In the data below, one line contains "fragmented client messages." and a later one contains "are returned unchanged.". Print both, with every line between them, exactly and alone.

Collected data:
◇ ◇ ◇ ◇

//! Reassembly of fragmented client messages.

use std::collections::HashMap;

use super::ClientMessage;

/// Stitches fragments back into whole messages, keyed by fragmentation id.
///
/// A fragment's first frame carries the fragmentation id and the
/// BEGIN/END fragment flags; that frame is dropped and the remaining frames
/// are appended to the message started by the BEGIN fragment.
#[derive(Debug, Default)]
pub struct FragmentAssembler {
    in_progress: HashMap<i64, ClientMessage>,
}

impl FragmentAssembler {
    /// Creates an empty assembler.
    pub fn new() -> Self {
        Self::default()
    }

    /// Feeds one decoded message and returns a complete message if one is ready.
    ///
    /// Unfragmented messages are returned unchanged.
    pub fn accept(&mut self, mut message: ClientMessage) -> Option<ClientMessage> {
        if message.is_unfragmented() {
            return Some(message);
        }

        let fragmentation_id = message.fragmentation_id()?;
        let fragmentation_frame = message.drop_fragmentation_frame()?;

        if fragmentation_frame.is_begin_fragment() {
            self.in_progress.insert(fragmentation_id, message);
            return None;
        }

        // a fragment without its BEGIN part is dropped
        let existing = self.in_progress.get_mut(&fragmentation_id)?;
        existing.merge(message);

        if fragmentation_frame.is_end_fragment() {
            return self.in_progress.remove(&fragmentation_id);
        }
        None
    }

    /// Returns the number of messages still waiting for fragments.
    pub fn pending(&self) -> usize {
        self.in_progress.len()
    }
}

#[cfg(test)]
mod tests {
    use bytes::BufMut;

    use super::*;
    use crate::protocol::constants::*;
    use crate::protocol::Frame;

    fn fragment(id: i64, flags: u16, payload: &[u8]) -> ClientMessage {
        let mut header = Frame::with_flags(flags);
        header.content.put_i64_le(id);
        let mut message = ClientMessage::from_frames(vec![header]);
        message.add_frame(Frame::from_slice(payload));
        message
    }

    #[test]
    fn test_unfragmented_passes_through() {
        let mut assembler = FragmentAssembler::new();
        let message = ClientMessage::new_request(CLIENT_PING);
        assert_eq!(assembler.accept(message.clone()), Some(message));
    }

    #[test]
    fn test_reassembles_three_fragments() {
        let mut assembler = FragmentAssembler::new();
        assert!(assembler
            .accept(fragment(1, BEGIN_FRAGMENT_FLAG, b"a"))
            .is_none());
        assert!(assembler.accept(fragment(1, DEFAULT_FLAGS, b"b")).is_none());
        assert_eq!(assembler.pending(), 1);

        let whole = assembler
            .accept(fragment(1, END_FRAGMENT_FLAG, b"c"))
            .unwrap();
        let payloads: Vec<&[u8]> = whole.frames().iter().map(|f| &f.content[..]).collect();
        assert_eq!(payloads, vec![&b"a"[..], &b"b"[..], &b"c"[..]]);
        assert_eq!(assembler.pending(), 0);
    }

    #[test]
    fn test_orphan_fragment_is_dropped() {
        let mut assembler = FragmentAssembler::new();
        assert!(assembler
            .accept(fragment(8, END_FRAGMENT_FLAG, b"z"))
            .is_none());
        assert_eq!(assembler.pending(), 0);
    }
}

◇ ◇ ◇ ◇

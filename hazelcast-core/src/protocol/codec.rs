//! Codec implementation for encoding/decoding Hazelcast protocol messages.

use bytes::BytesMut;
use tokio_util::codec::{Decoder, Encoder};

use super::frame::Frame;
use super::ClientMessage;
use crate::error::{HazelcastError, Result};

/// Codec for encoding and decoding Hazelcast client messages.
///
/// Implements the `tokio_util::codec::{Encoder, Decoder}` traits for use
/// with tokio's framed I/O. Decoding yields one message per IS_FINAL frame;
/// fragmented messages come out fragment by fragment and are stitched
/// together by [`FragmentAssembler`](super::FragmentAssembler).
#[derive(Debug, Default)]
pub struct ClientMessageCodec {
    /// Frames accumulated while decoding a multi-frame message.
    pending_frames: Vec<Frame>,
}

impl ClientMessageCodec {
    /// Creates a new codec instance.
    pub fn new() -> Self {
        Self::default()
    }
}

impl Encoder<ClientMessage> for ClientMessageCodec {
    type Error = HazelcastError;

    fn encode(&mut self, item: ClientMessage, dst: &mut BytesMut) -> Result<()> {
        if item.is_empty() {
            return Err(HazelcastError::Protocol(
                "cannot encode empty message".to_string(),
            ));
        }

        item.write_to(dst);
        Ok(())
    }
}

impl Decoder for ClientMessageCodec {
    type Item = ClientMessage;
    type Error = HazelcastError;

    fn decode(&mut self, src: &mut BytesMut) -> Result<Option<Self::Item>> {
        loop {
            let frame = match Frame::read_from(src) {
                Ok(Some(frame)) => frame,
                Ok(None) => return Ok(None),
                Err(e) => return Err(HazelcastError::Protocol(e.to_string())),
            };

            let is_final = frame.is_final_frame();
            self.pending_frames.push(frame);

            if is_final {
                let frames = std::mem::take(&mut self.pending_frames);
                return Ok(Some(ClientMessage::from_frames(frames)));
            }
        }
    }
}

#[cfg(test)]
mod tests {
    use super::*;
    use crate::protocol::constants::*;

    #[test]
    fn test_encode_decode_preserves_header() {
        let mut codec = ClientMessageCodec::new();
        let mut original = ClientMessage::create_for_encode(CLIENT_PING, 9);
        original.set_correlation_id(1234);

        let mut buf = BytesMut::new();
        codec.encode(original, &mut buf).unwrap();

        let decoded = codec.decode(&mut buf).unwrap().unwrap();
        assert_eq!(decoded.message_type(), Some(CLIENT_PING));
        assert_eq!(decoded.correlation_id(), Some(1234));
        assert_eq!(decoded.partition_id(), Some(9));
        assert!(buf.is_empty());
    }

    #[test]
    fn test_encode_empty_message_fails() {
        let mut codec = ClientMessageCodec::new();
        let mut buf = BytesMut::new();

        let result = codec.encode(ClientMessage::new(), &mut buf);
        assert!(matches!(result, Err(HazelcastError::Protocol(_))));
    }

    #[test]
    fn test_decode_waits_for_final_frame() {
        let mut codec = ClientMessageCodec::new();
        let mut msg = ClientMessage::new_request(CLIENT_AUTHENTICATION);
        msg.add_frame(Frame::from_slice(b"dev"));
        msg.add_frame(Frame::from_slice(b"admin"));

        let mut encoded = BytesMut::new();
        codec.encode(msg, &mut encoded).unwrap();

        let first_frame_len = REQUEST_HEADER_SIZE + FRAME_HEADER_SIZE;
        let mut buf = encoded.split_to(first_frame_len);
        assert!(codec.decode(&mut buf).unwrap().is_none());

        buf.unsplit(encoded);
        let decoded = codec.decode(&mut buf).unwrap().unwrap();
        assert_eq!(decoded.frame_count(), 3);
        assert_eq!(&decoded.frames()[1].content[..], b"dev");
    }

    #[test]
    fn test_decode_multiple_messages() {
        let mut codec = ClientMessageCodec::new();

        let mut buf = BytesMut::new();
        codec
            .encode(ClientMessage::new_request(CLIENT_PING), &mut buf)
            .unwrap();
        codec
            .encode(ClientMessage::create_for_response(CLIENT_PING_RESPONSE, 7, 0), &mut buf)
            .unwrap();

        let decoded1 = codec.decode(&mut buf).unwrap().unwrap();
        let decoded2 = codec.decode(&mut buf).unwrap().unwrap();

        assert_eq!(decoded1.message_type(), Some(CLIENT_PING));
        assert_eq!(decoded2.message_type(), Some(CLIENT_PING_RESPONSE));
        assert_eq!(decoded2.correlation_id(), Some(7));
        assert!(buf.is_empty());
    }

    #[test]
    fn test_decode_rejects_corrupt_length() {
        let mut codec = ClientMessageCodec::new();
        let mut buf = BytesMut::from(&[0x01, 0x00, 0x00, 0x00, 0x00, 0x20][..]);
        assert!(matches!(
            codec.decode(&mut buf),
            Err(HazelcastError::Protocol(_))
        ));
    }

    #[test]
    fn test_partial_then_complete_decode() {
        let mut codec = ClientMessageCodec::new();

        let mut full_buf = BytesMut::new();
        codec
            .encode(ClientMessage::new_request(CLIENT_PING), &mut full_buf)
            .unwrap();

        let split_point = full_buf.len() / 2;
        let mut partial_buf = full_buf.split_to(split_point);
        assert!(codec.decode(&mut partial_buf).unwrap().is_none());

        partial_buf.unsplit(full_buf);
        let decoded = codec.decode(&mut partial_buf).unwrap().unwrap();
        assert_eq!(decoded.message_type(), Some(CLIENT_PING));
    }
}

◇ ◇ ◇ ◇

**Finished exercise:**
//! Reassembly of fragmented client messages.

use std::collections::HashMap;

use super::ClientMessage;

/// Stitches fragments back into whole messages, keyed by fragmentation id.
///
/// A fragment's first frame carries the fragmentation id and the
/// BEGIN/END fragment flags; that frame is dropped and the remaining frames
/// are appended to the message started by the BEGIN fragment.
#[derive(Debug, Default)]
pub struct FragmentAssembler {
    in_progress: HashMap<i64, ClientMessage>,
}

impl FragmentAssembler {
    /// Creates an empty assembler.
    pub fn new() -> Self {
        Self::default()
    }

    /// Feeds one decoded message and returns a complete message if one is ready.
    ///
    /// Unfragmented messages are returned unchanged.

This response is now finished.